Data supplied: Begin
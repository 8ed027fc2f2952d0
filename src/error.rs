//! Error handling for dpsup.
use std::time::Duration;

use thiserror::Error;

/// Defines all possible errors that can occur in the supervisor.
#[derive(Debug, Error)]
pub enum SupervisorError {
    /// Error reading or accessing a configuration file.
    #[error("Failed to read config file: {0}")]
    ConfigReadError(#[from] std::io::Error),

    /// Error parsing YAML configuration.
    #[error("Invalid YAML format: {0}")]
    ConfigParseError(#[from] serde_yaml::Error),

    /// A configuration value was syntactically valid YAML but semantically wrong.
    #[error("Invalid configuration for '{process}': {reason}")]
    InvalidConfig {
        /// The process (or `supervisor`) whose configuration is invalid.
        process: String,
        /// Human-readable explanation.
        reason: String,
    },

    /// Two descriptors share the same name.
    #[error("Process '{name}' is declared more than once")]
    DuplicateProcess {
        /// The duplicated process name.
        name: String,
    },

    /// A descriptor lists itself as a dependency.
    #[error("Process '{process}' cannot depend on itself")]
    SelfDependency {
        /// The offending process.
        process: String,
    },

    /// A dependency reference is undefined in the descriptor set.
    #[error("Process '{process}' declares unknown dependency '{dependency}'")]
    UnknownDependency {
        /// The process with an invalid dependency reference.
        process: String,
        /// The missing dependency name.
        dependency: String,
    },

    /// The dependency graph contains a cycle.
    #[error("Detected dependency cycle: {cycle}")]
    CyclicDependency {
        /// Human-readable cycle description (e.g. `a -> b -> a`).
        cycle: String,
    },

    /// The OS could not spawn the process.
    #[error("Failed to launch process '{process}': {source}")]
    LaunchFailed {
        /// The process that failed to launch.
        process: String,
        /// The underlying error that occurred.
        #[source]
        source: std::io::Error,
    },

    /// The readiness probe did not answer in time too many times in a row.
    #[error(
        "Readiness probe for '{process}' failed {attempts} consecutive times (timeout {timeout:?})"
    )]
    ProbeTimeout {
        /// The process being probed.
        process: String,
        /// Consecutive failed attempts.
        attempts: u32,
        /// Per-attempt timeout.
        timeout: Duration,
    },

    /// An upstream dependency is permanently unavailable.
    #[error("Process '{process}' stopped because dependency '{dependency}' failed")]
    DependencyFailed {
        /// The dependent process.
        process: String,
        /// The dependency that failed.
        dependency: String,
    },

    /// Graceful termination did not complete within the grace period.
    #[error("Process '{process}' did not stop within {grace:?}; forcing termination")]
    ShutdownTimeout {
        /// The process being stopped.
        process: String,
        /// The grace period that elapsed.
        grace: Duration,
    },

    /// Signalling a process failed.
    #[error("Failed to signal process '{process}': {source}")]
    SignalError {
        /// The process that could not be signalled.
        process: String,
        /// The errno reported by the kernel.
        #[source]
        source: nix::errno::Errno,
    },

    /// A lifecycle hook was called before `init`.
    #[error("Supervisor has not been initialized")]
    NotInitialized,

    /// `after_init` was called twice.
    #[error("Supervisor has already been started")]
    AlreadyStarted,

    /// The scheduler event loop is no longer accepting events.
    #[error("Scheduler event loop is not running")]
    SchedulerUnavailable,

    /// Teardown did not reach a terminal state in time.
    #[error("Supervisor teardown did not finish within {timeout:?}")]
    TeardownTimeout {
        /// The teardown budget that elapsed.
        timeout: Duration,
    },

    /// A status snapshot could not be written.
    #[error("Failed to write status file {path}: {source}")]
    StatusWriteError {
        /// Destination of the snapshot.
        path: String,
        /// The underlying I/O error.
        #[source]
        source: std::io::Error,
    },

    /// Error for poisoned mutex.
    #[error("Mutex is poisoned: {0}")]
    MutexPoisonError(String),
}

impl<T> From<std::sync::PoisonError<T>> for SupervisorError {
    fn from(err: std::sync::PoisonError<T>) -> Self {
        SupervisorError::MutexPoisonError(err.to_string())
    }
}

impl SupervisorError {
    /// Helper for constructing a configuration error for a named process.
    pub(crate) fn invalid(process: impl Into<String>, reason: impl Into<String>) -> Self {
        SupervisorError::InvalidConfig {
            process: process.into(),
            reason: reason.into(),
        }
    }

    /// Returns `true` for errors detected while loading descriptors, which are fatal to
    /// supervisor start-up.
    pub fn is_configuration_error(&self) -> bool {
        matches!(
            self,
            SupervisorError::ConfigReadError(_)
                | SupervisorError::ConfigParseError(_)
                | SupervisorError::InvalidConfig { .. }
                | SupervisorError::DuplicateProcess { .. }
                | SupervisorError::SelfDependency { .. }
                | SupervisorError::UnknownDependency { .. }
                | SupervisorError::CyclicDependency { .. }
        )
    }
}
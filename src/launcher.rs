//! OS process spawning, exit watching and signalling.
use std::{
    io::{self, BufRead, BufReader, Read},
    os::unix::process::{CommandExt, ExitStatusExt},
    process::{Child, Command, ExitStatus, Stdio},
    sync::Arc,
    thread,
};

use nix::{
    errno::Errno,
    sys::signal::{self, Signal},
    unistd::{Pid, getpgid},
};
use tracing::{debug, error, info, warn};

use crate::descriptor::ProcessDescriptor;
use crate::error::SupervisorError;
use crate::lifecycle::{ExitKind, LaunchOutcome, LifecycleEvent};

/// Builds the command for a descriptor: own process group, parent-death signal on Linux,
/// environment overlay on top of the supervisor's environment, piped output.
fn build_command(descriptor: &ProcessDescriptor) -> Command {
    let mut cmd = Command::new(&descriptor.executable);
    cmd.args(&descriptor.args)
        .envs(&descriptor.env)
        .stdin(Stdio::null())
        .stdout(Stdio::piped())
        .stderr(Stdio::piped());

    if let Some(dir) = &descriptor.working_dir {
        cmd.current_dir(dir);
    }

    if !descriptor.env.is_empty() {
        let keys: Vec<_> = descriptor.env.keys().collect();
        debug!("Setting environment variables for '{}': {:?}", descriptor.name, keys);
    }

    unsafe {
        cmd.pre_exec(|| {
            // Own process group so stop signals reach the whole tree without touching ours.
            if libc::setpgid(0, 0) < 0 {
                return Err(io::Error::last_os_error());
            }

            #[cfg(target_os = "linux")]
            {
                use libc::{PR_SET_PDEATHSIG, SIGTERM, prctl};
                if prctl(PR_SET_PDEATHSIG, SIGTERM, 0, 0, 0) < 0 {
                    return Err(io::Error::last_os_error());
                }
            }

            Ok(())
        });
    }

    cmd
}

/// Spawns the process described by `descriptor`, forwarding its output into the log stream.
pub(crate) fn launch(descriptor: &ProcessDescriptor) -> Result<Child, SupervisorError> {
    debug!(
        "Launching '{}': {} {:?}",
        descriptor.name,
        descriptor.executable.display(),
        descriptor.args
    );

    let mut child = build_command(descriptor)
        .spawn()
        .map_err(|source| SupervisorError::LaunchFailed {
            process: descriptor.name.clone(),
            source,
        })?;

    if let Some(stdout) = child.stdout.take() {
        forward_output(&descriptor.name, stdout, OutputStream::Stdout);
    }
    if let Some(stderr) = child.stderr.take() {
        forward_output(&descriptor.name, stderr, OutputStream::Stderr);
    }

    Ok(child)
}

#[derive(Clone, Copy)]
enum OutputStream {
    Stdout,
    Stderr,
}

fn forward_output<R>(process: &str, reader: R, stream: OutputStream)
where
    R: Read + Send + 'static,
{
    let process = process.to_string();
    let spawned = thread::Builder::new()
        .name(format!("output-{process}"))
        .spawn(move || {
            for line in BufReader::new(reader).lines().map_while(Result::ok) {
                match stream {
                    OutputStream::Stdout => info!("[{process}] {line}"),
                    OutputStream::Stderr => warn!("[{process}] {line}"),
                }
            }
        });

    if let Err(err) = spawned {
        warn!("Failed to start output forwarder: {err}");
    }
}

/// Maps an exit status onto the lifecycle's exit classification.
pub(crate) fn exit_kind(status: ExitStatus) -> ExitKind {
    match (status.code(), status.signal()) {
        (Some(code), _) => ExitKind::Exited(code),
        (None, Some(signal)) => ExitKind::Signaled(signal),
        (None, None) => ExitKind::Vanished,
    }
}

/// Launches `descriptor` on a dedicated watcher thread and reports the launch outcome followed
/// by the exit through `notify`.
///
/// The watcher thread stays blocked in `wait()` for the child's whole lifetime. On Linux this
/// keeps `PR_SET_PDEATHSIG` from firing, since it is tied to the spawning thread rather than
/// the supervisor process.
pub(crate) fn spawn_watcher<F>(descriptor: Arc<ProcessDescriptor>, notify: F) -> io::Result<()>
where
    F: Fn(LifecycleEvent) + Send + 'static,
{
    thread::Builder::new()
        .name(format!("watch-{}", descriptor.name))
        .spawn(move || {
            let mut child = match launch(&descriptor) {
                Ok(child) => child,
                Err(err) => {
                    error!("{err}");
                    notify(LifecycleEvent::Launch(LaunchOutcome::Failed {
                        reason: err.to_string(),
                    }));
                    return;
                }
            };

            let pid = child.id();
            info!("Process '{}' started with PID {pid}", descriptor.name);
            notify(LifecycleEvent::Launch(LaunchOutcome::Started { pid }));

            let exit = match child.wait() {
                Ok(status) => exit_kind(status),
                Err(err) => {
                    warn!("Failed to wait for '{}' (PID {pid}): {err}", descriptor.name);
                    ExitKind::Vanished
                }
            };
            debug!("Process '{}' (PID {pid}) exited: {exit}", descriptor.name);
            notify(LifecycleEvent::Exit(exit));
        })?;

    Ok(())
}

/// Sends `sig` to the process group led by `pid`, falling back to the single process when it
/// does not lead its own group. Returns `Ok(false)` when the process no longer exists.
pub(crate) fn signal_process(process: &str, pid: u32, sig: Signal) -> Result<bool, SupervisorError> {
    let target = Pid::from_raw(pid as i32);
    let own_group = getpgid(None).ok();

    match getpgid(Some(target)) {
        Ok(group) if group == target && Some(group) != own_group => {
            match signal::killpg(group, sig) {
                Ok(()) => return Ok(true),
                Err(Errno::ESRCH) => return Ok(false),
                Err(Errno::EPERM) => {
                    warn!(
                        "Insufficient permissions to signal process group {group} for '{process}'. Falling back to direct signal"
                    );
                }
                Err(source) => {
                    return Err(SupervisorError::SignalError {
                        process: process.to_string(),
                        source,
                    });
                }
            }
        }
        Ok(_) => {}
        Err(Errno::ESRCH) => return Ok(false),
        Err(err) => debug!("getpgid({pid}) failed for '{process}': {err}"),
    }

    match signal::kill(target, sig) {
        Ok(()) => Ok(true),
        Err(Errno::ESRCH) => Ok(false),
        Err(source) => Err(SupervisorError::SignalError {
            process: process.to_string(),
            source,
        }),
    }
}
Data supplied: End
Please restate only the opening stretch of the records above: every line from the first through the one containing "invalid dependency reference.", exactly as written.

» Task result
repository 8ed027fc2f2952d0
filename src/error.rs
//! Error handling for dpsup.
use std::time::Duration;

use thiserror::Error;

/// Defines all possible errors that can occur in the supervisor.
#[derive(Debug, Error)]
pub enum SupervisorError {
    /// Error reading or accessing a configuration file.
    #[error("Failed to read config file: {0}")]
    ConfigReadError(#[from] std::io::Error),

    /// Error parsing YAML configuration.
    #[error("Invalid YAML format: {0}")]
    ConfigParseError(#[from] serde_yaml::Error),

    /// A configuration value was syntactically valid YAML but semantically wrong.
    #[error("Invalid configuration for '{process}': {reason}")]
    InvalidConfig {
        /// The process (or `supervisor`) whose configuration is invalid.
        process: String,
        /// Human-readable explanation.
        reason: String,
    },

    /// Two descriptors share the same name.
    #[error("Process '{name}' is declared more than once")]
    DuplicateProcess {
        /// The duplicated process name.
        name: String,
    },

    /// A descriptor lists itself as a dependency.
    #[error("Process '{process}' cannot depend on itself")]
    SelfDependency {
        /// The offending process.
        process: String,
    },

    /// A dependency reference is undefined in the descriptor set.
    #[error("Process '{process}' declares unknown dependency '{dependency}'")]
    UnknownDependency {
        /// The process with an invalid dependency reference.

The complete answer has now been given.